Purtroppo non basta l’intervento tempestivo delle figure adulte per sanare un vuoto educativo e formativo che trae origini sicuramente più lontane. È importante che i ragazzi vittime di bullismo e che vivono una condizione di disagio scolastico, che sia informatica o reale, possano contare sull’aiuto immediato di coetanei anche esterni a quella realtà ma che possano fornire strumenti di “primo soccorso”. Per questo Fondazione Villa Point Tous, la realtà che presiedo dal 2009, ogni anno investe tempo risorse per creare una nuova opportunità per gli alunni che vivono il dramma del bullismo. Un occhio di riguardo e di vicinanza ai giovani fratelli e sorelle di ragazzi con disabilità. Questi ultimi, cosiddetti “sibling”, vivono una condizione di responsabilità e di crescita assolutamente pregnante rispetto alla maggioranza.

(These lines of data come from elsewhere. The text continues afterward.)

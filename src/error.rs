use uuid::Uuid;

/// Failures surfaced by the playback core to its callers.
#[derive(Debug, thiserror::Error)]
pub enum PlaybackError {
    #[error("invalid path: {0}")]
    InvalidPath(String),

    #[error("invalid request: {0}")]
    InvalidRequest(String),

    #[error("maximum concurrent sessions reached ({max})")]
    CapacityReached { max: usize },

    #[error("{0} not ready")]
    NotReady(String),

    #[error("session {0} not found or expired")]
    SessionNotFound(Uuid),

    #[error("not found: {0}")]
    NotFound(String),

    #[error("resolve media: {0:#}")]
    Resolve(anyhow::Error),

    #[error("probe media: {0:#}")]
    Probe(anyhow::Error),

    #[error(transparent)]
    Io(#[from] std::io::Error),
}

pub type PlaybackResult<T> = Result<T, PlaybackError>;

Questa loro condizione li mette spesso in una condizione di isolamento, o anche di scherno in quanto risultano non solo di “diversi“ ma anche assimilati ai loro fratelli e sorelle con disabilità che cercano di proteggere facendo scudo alla propria famiglia per proteggerla. Si parla di inclusione scolastica, di occasione di crescita della comunità formativa, eppure è all’ordine del giorno un numero crescente di giovani studenti che vivono la scuola come il loro peggiore incubo. Intorno il vuoto.

Tutto il mondo adulto ha la responsabilità di cercare il dialogo senza sosta ed indurre i giovani a poter effettivamente esprimere le proprie sensazioni senza il peso del giudizio. La comunità scolastica dovrebbe a mio avviso intensificare e favorire tutto ciò che possa aiutare gli studenti a conoscersi oltre le etichette e il pregiudizio. Stimolare l’empatia, mischiare le carte e cercare dei punti di contatto alla base del sistema scolastico. La sezione giovani della nostra fondazione offre una serie di strumenti fruibili a bambini e studenti di ogni ordine grado: i nostri volontari sono a disposizione delle scuole che vorrei che volessero organizzare incontri con la nostra Diana Gini, attivista referente per il bullismo. Unendo le risorse e le energie, sicuramente la cultura sociale può cambiare e il bullismo con tutto ciò che comporta potrà essere sicuramente un fenomeno gestito e in larga parte risolto.